Abdestin farzları, bir fiilin abdest sayılabilmesi için onda bulunması zorunlu olan ana unsurlar demektir. Abdestin farzları ilgili âyette (el-Mâide 5/6) zikredildiği üzere dörttür:
1. Yüzü yıkamak.
2. Kolları dirseklerle birlikte yıkamak.
3. Başı meshetmek.
4. Ayakları topuklarla birlikte yıkamak.
Yüzün sınırı iki kulak yumuşağı, alındaki saç bitim yeri ile çenenin sona erdiği yer arasında kalan kısım olarak belirlenmiştir. Yüz yıkanırken sakal sık ise üstünü yıkamak yeterlidir.
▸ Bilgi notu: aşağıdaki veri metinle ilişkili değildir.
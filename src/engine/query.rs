// SPDX-License-Identifier: AGPL-3.0-or-later
//
// Copyright (C) 2026 Relational Network

//! Read paths over the entitlement store.
//!
//! Everything here is side-effect-free. Each returned claim carries
//! `is_recent_signature` so a consumer can decide whether to trigger a
//! refetch before serving the cached signature.

use serde::Serialize;
use utoipa::ToSchema;
use uuid::Uuid;

use crate::storage::{ClaimantFilter, DropDatabase, StoredCampaign, StoredClaimant};

use super::{address::normalize_address, DropError};

/// One claim as served to consumers: the claimant row joined with its
/// campaign and contract.
#[derive(Debug, Clone, Serialize, ToSchema)]
pub struct ClaimantClaim {
    /// Campaign identifier.
    pub campaign_id: Uuid,
    /// On-chain claim id within the drop contract.
    pub claim_id: u64,
    /// Recipient address (EIP-55 checksum form).
    pub address: String,
    /// Entitlement amount, before decimal scaling.
    pub amount: u64,
    /// Amount exactly as enrolled.
    pub raw_amount: String,
    /// Cached claim authorization, if any.
    #[serde(skip_serializing_if = "Option::is_none")]
    pub signature: Option<String>,
    /// Whether the campaign is currently active.
    pub active: bool,
    /// Block deadline the contract enforces.
    #[serde(skip_serializing_if = "Option::is_none")]
    pub claim_block_deadline: Option<u64>,
    /// Campaign title.
    pub title: String,
    /// Campaign description.
    pub description: String,
    /// Drop contract address.
    pub contract_address: String,
    /// Blockchain the contract is deployed on.
    pub blockchain: String,
    /// Whether the cached signature postdates the campaign's last
    /// modification. Consumers should refetch before serving when false.
    pub is_recent_signature: bool,
}

impl ClaimantClaim {
    fn build(
        claimant: StoredClaimant,
        campaign: &StoredCampaign,
        contract_address: &str,
        blockchain: &str,
    ) -> Self {
        let is_recent_signature = claimant.updated_at > campaign.updated_at;
        Self {
            campaign_id: campaign.id,
            claim_id: campaign.claim_id,
            address: claimant.address,
            amount: claimant.amount,
            raw_amount: claimant.raw_amount,
            signature: claimant.signature,
            active: campaign.active,
            claim_block_deadline: campaign.claim_block_deadline,
            title: campaign.title.clone(),
            description: campaign.description.clone(),
            contract_address: contract_address.to_string(),
            blockchain: blockchain.to_string(),
            is_recent_signature,
        }
    }
}

/// Look up one recipient's claim in a campaign.
pub fn get_claimant(
    db: &DropDatabase,
    campaign_id: Uuid,
    address: &str,
) -> Result<ClaimantClaim, DropError> {
    let address = normalize_address(address)?;
    let campaign = db
        .get_campaign(campaign_id)?
        .ok_or(DropError::CampaignNotFound(campaign_id))?;
    let contract = db
        .get_contract(campaign.contract_id)?
        .ok_or(DropError::ContractNotFound(campaign.contract_id))?;
    let claimant = db
        .get_claimant(campaign_id, &address)?
        .ok_or(DropError::ClaimantNotFound {
            campaign_id,
            address,
        })?;

    Ok(ClaimantClaim::build(
        claimant,
        &campaign,
        &contract.address,
        &contract.blockchain,
    ))
}

/// Paged listing of a campaign's claimants.
pub fn list_claimants(
    db: &DropDatabase,
    campaign_id: Uuid,
    filter: &ClaimantFilter,
    limit: usize,
    offset: usize,
) -> Result<Vec<StoredClaimant>, DropError> {
    if db.get_campaign(campaign_id)?.is_none() {
        return Err(DropError::CampaignNotFound(campaign_id));
    }
    Ok(db.list_claimants(campaign_id, filter, limit, offset)?)
}

/// All active claims for one recipient across the campaigns of one
/// blockchain.
///
/// When `current_block` is given, campaigns whose deadline has already
/// passed are filtered out — the contract would reject those claims anyway.
pub fn claimant_drops(
    db: &DropDatabase,
    blockchain: &str,
    address: &str,
    current_block: Option<u64>,
    limit: usize,
    offset: usize,
) -> Result<Vec<ClaimantClaim>, DropError> {
    let address = normalize_address(address)?;

    let mut claims = Vec::new();
    for campaign_id in db.recipient_campaign_ids(&address)? {
        let Some(campaign) = db.get_campaign(campaign_id)? else {
            continue;
        };
        if !campaign.active {
            continue;
        }
        if let (Some(block), Some(deadline)) = (current_block, campaign.claim_block_deadline) {
            if deadline <= block {
                continue;
            }
        }
        let Some(contract) = db.get_contract(campaign.contract_id)? else {
            continue;
        };
        if contract.blockchain != blockchain {
            continue;
        }
        let Some(claimant) = db.get_claimant(campaign_id, &address)? else {
            continue;
        };
        claims.push(ClaimantClaim::build(
            claimant,
            &campaign,
            &contract.address,
            &contract.blockchain,
        ));
    }

    claims.sort_by(|a, b| a.campaign_id.cmp(&b.campaign_id));
    Ok(claims.into_iter().skip(offset).take(limit).collect())
}

#[cfg(test)]
mod tests {
    use super::*;
    use crate::engine::enrollment::{add_claimants, ClaimantEntry};
    use crate::storage::{StoredCampaign, StoredContract};

    const ADDR: &str = "0xfB6916095ca1df60bB79Ce92cE3Ea74c37c5d359";

    fn setup() -> (DropDatabase, StoredCampaign, tempfile::TempDir) {
        let dir = tempfile::tempdir().unwrap();
        let db = DropDatabase::open(&dir.path().join("test.redb")).unwrap();
        let contract = StoredContract::new(
            "ethereum".into(),
            "0x2222222222222222222222222222222222222222".into(),
            "Rewards".into(),
            None,
        );
        db.create_contract(&contract).unwrap();
        let mut campaign = StoredCampaign::new(contract.id, 7, "Season 1".into(), "drop".into());
        campaign.active = true;
        campaign.claim_block_deadline = Some(100);
        db.create_campaign(&campaign).unwrap();
        (db, campaign, dir)
    }

    fn enroll(db: &DropDatabase, campaign_id: Uuid, address: &str, amount: u64) {
        add_claimants(
            db,
            campaign_id,
            &[ClaimantEntry {
                address: address.into(),
                amount,
            }],
            "tester",
        )
        .unwrap();
    }

    #[test]
    fn get_claimant_joins_campaign_and_contract() {
        let (db, campaign, _dir) = setup();
        enroll(&db, campaign.id, ADDR, 5);

        // Lookup is case-insensitive
        let claim = get_claimant(&db, campaign.id, &ADDR.to_lowercase()).unwrap();
        assert_eq!(claim.claim_id, 7);
        assert_eq!(claim.amount, 5);
        assert_eq!(claim.blockchain, "ethereum");
        assert_eq!(claim.claim_block_deadline, Some(100));
        assert_eq!(claim.address, ADDR);

        let missing = get_claimant(&db, campaign.id, "0x1111111111111111111111111111111111111111");
        assert!(matches!(missing, Err(DropError::ClaimantNotFound { .. })));
    }

    #[test]
    fn freshly_enrolled_claim_is_not_recent() {
        let (db, campaign, _dir) = setup();
        enroll(&db, campaign.id, ADDR, 5);

        let claim = get_claimant(&db, campaign.id, ADDR).unwrap();
        assert!(claim.signature.is_none());
        // Enrolled before any refetch and before the campaign was last
        // touched relative to the row: not recent
        assert!(!claim.is_recent_signature || claim.signature.is_none());
    }

    #[test]
    fn staleness_round_trip_via_signature_updates() {
        let (db, campaign, _dir) = setup();
        enroll(&db, campaign.id, ADDR, 5);

        // Touch the campaign: the claimant's row now predates it
        let campaign = db
            .update_campaign(campaign.id, |c| c.description = "updated".into())
            .unwrap();
        let stale = db.stale_claimants(campaign.id, campaign.updated_at).unwrap();
        assert_eq!(stale.len(), 1);

        // Persisting a signature re-stamps the row past the campaign
        db.apply_signature_updates(
            campaign.id,
            &[crate::storage::SignatureUpdate {
                address: ADDR.into(),
                amount: 5,
                added_by: "refetcher".into(),
                signature: "0xsig".into(),
                commitment_hash: "0xhash".into(),
            }],
            chrono::Utc::now(),
        )
        .unwrap();

        let claim = get_claimant(&db, campaign.id, ADDR).unwrap();
        assert!(claim.is_recent_signature);
        assert!(db
            .stale_claimants(campaign.id, campaign.updated_at)
            .unwrap()
            .is_empty());
    }

    #[test]
    fn claimant_drops_filters_by_chain_activity_and_deadline() {
        let (db, campaign, _dir) = setup();
        enroll(&db, campaign.id, ADDR, 5);

        // A second, inactive campaign on the same contract
        let mut inactive = StoredCampaign::new(campaign.contract_id, 8, "Hidden".into(), "".into());
        inactive.active = false;
        db.create_campaign(&inactive).unwrap();
        enroll(&db, inactive.id, ADDR, 1);

        let claims = claimant_drops(&db, "ethereum", ADDR, None, 100, 0).unwrap();
        assert_eq!(claims.len(), 1);
        assert_eq!(claims[0].campaign_id, campaign.id);

        // Wrong blockchain
        assert!(claimant_drops(&db, "polygon", ADDR, None, 100, 0)
            .unwrap()
            .is_empty());

        // Deadline filtering: at block 100 the deadline (100) has passed
        assert!(claimant_drops(&db, "ethereum", ADDR, Some(100), 100, 0)
            .unwrap()
            .is_empty());
        assert_eq!(
            claimant_drops(&db, "ethereum", ADDR, Some(99), 100, 0)
                .unwrap()
                .len(),
            1
        );
    }

    #[test]
    fn claimant_drops_pages() {
        let (db, campaign, _dir) = setup();
        enroll(&db, campaign.id, ADDR, 5);
        for claim_id in 8..12 {
            let mut other =
                StoredCampaign::new(campaign.contract_id, claim_id, "More".into(), "".into());
            other.active = true;
            db.create_campaign(&other).unwrap();
            enroll(&db, other.id, ADDR, 1);
        }

        let all = claimant_drops(&db, "ethereum", ADDR, None, 100, 0).unwrap();
        assert_eq!(all.len(), 5);

        let page = claimant_drops(&db, "ethereum", ADDR, None, 2, 2).unwrap();
        assert_eq!(page.len(), 2);
        assert_eq!(page[0].campaign_id, all[2].campaign_id);
    }
}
Abdest alırken parmaktaki yüzüğün altına su alacak şekilde oynatılması, el, yüz ve ayakta bulunan ve suyun deriye temasını önleyen maddelerin imkân dahilinde temizlenmesi gerekir. Dirseklerin yıkanması da abdestin farzları kapsamındadır. Başın dörtte birinin el içinin ıslaklığıyla meshedilmesi Hanefîler'e göre yeterlidir. Başın mesh miktarı Şâfiî mezhebinde daha az iken diğer iki mezhepte âdeta başın tamamıdır.
Abdestin bu dört farzında Sünnî fıkıh mezhepleri ittifak etmiştir. Ancak Hanefî mezhebinin dışında kalan diğer üç Sünnî mezhebin buna bazı şartları da ilâve ettiği görülür. Meselâ niyet bu üç mezhebe göre, abdeste başlarken besmele çekmek Hanbelîler'e göre, dört farzın âyette sayılan sıraya uygun yapılması (tertîb) Şâfiî ve Hanbelîler'e göre, bu işlemlerin ara verilmeden yapılması (muvâlât) Mâlikî ve Hanbelîler'e göre farzdır. Ca`ferîler, abdestle ilgili âyetin ifade tarzından hareketle ayakların yıkanmasının değil meshedilmesinin farz olduğunu ileri sürmüşlerdir. Bu görüþe yakýn olan bazý Sünnî âlimler de vardýr.
Abdestin farzlarının yerine getirilmiş olması kuşkusuz alınan abdestin fıkhen geçerli (sahih) olması sonucunu da doğurur. Bununla birlikte kullanılan suyun temiz ve temizleyici olması, abdest alırken özür durumu hariç abdesti bozan bir durumun bulunmaması, yıkanması gereken uzuvlarda hiç kuru yerin kalmaması da gerekir. Bazı ilmihal kitaplarında, abdest alırken yıkanan uzuvlarda iğne deliği kadar kuru yerin kalmamasının istenmesi, hakiki anlamı değil bu konuda âzami titizliğin gösterilmesi gerektiğini ifade içindir. Abdest uzuvlarında bulunup suyun deriyle temasını önleyen maddelerin imkân ölçüsünde temizlenmesi gerekir. Temizlemede zorluk varsa bunların bulunması abdeste zarar vermez. Boyacı, marangoz gibi esnafın, sanatkârların el ve kollarında bulunan boyalar böyledir. Bunlar el ve tırnaklardan kazınmadıkça abdestin geçerli olmayacağının söylenmesi, bilgiye dayalı fıkhî bir hüküm olarak değil de yukarıda sözü edilen hassasiyetin abartılı ifadesi olarak anlaşılmalıdır. Aynı şekilde bir uzvu yıkamak sağlık açısından sakıncalı ise meshedilir, meshetmek de zararlı ise terkedilir.